There is a hard Latin American familiarity to that pattern. A landscape is first read for what can be extracted from it, then only later for what holds it together. Timber. Pasture. Immediate use. The trouble is that a forest like this does not reveal its full value at a glance. It keeps part of its wealth underground.

The Underground Republic of Fungi
As with many tree species, alerce forms intimate symbiotic relationships with fungi in its surrounding soil. These mycorrhizal fungi facilitate the transfer of water and nutrients to the roots and help plants manage stressors such as drought and pathogens. In exchange, the trees supply sugars that nourish underground networks responsible for carbon sequestration in the soil. This interaction constitutes a complex, enduring mutualistic relationship.
To investigate this relationship, researchers collected soil samples from beneath thirty-one alerce trees, measured each tree’s size and biomass, and compared the fungal communities present. Their findings supported a long-held conservationist hypothesis: larger, older trees are associated with greater fungal diversity than smaller, younger individuals.
Thus, age reflects not only endurance but also ecological connectivity.
The most notable example was the soil beneath Alerce Abuelo, a 2,400-year-old tree. Over 300 fungal species were identified, all unique to this individual. Adriana Correlaes, field science lead at the Society for the Protection of Underground Networks, stated: “All that diversity means resilience” (BBC Wildlife).
That sentence lands because it resists romance without draining the wonder. Resilience here is not abstract. It means a forest is better able to withstand strain. It means relationships built slowly enough that they cannot be replaced on demand. It means that one old trunk, standing where it has stood for centuries upon centuries, may be holding together a wider community than the eye can register.
The fungal richness beneath Alerce Abuelo was more than twice that of any other sample in the study. That is not a small difference. It is a warning hidden inside a finding. Not all ages in a forest are interchangeable.
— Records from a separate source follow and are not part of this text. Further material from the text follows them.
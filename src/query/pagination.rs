use std::collections::HashMap;

use serde::Serialize;

use crate::config::{PaginationConfig, MAX_PAGE_LIMIT};

/// Sanitized `LIMIT`/`OFFSET` pair.
#[derive(Debug, Clone, Copy, PartialEq, Eq)]
pub struct Pagination {
    pub limit: i64,
    pub offset: i64,
}

impl Pagination {
    /// Clamps raw request values.
    ///
    /// - missing, non-numeric, zero or negative `limit` → configured default
    /// - `limit` above the maximum → the maximum (never above 100)
    /// - missing, non-numeric or negative `offset` → 0
    pub fn clamp(raw_limit: Option<&str>, raw_offset: Option<&str>, cfg: &PaginationConfig) -> Self {
        let max = cfg.max_limit.clamp(1, MAX_PAGE_LIMIT);
        let default = cfg.default_limit.clamp(1, max);

        let limit = match raw_limit.map(str::trim) {
            Some(v) => match v.parse::<i64>() {
                Ok(n) if n > 0 => n.min(max),
                // too large for i64, still a request for "more than the maximum"
                Err(_) if !v.is_empty() && v.bytes().all(|b| b.is_ascii_digit()) => max,
                _ => default,
            },
            None => default,
        };
        let offset = match raw_offset.and_then(|v| v.trim().parse::<i64>().ok()) {
            Some(v) if v >= 0 => v,
            _ => 0,
        };
        Self { limit, offset }
    }

    pub fn from_query(params: &HashMap<String, String>, cfg: &PaginationConfig) -> Self {
        Self::clamp(
            params.get("limit").map(String::as_str),
            params.get("offset").map(String::as_str),
            cfg,
        )
    }
}

/// Pagination metadata returned with every listing.
#[derive(Debug, Clone, Copy, PartialEq, Eq, Serialize)]
pub struct Paginacion {
    pub total: i64,
    pub limit: i64,
    pub offset: i64,
}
Not all trees perform the same ecological work. Some become vast centers of support precisely because they have remained in place for so long.

What One Lost Giant Takes with It
This is where the study becomes more than a fascinating piece of forest science. It becomes a measure of consequence. Camille Truong of the University of Melbourne, as quoted by BBC Wildlife, made the stakes unmistakable: “Not all trees are the same, and if you remove a millennial tree, the impact on all the other species is going to be bigger than if you remove a smaller one.”
This statement challenges prevailing perceptions of these forests. Conservation discussions frequently generalize trees as interchangeable units. However, this research underscores ecological hierarchy, differentiation, and the significance of age. Removing a single millennial alerce does not merely eliminate one tree but potentially destroys an underground community that has developed over millennia.
What this does is force a sharper moral and political reading of protection. Saving old-growth forest is not only about preserving beauty, but also about counting trees. It is about defending relationships that human time barely knows how to measure. The forest floor under an ancient alerce is not empty ground. It is a crowded, functioning world.
Chile’s alerce forests still rise above the rain and the slopes with that familiar grandeur. But after this research, grandeur alone feels like a too-shallow word. These trees do not merely stand. They organize life around them. They feed it. They steady it. And if they fall, what vanishes may not be just a giant of wood and bark, but an entire buried republic that had learned, over centuries, how to keep the forest alive.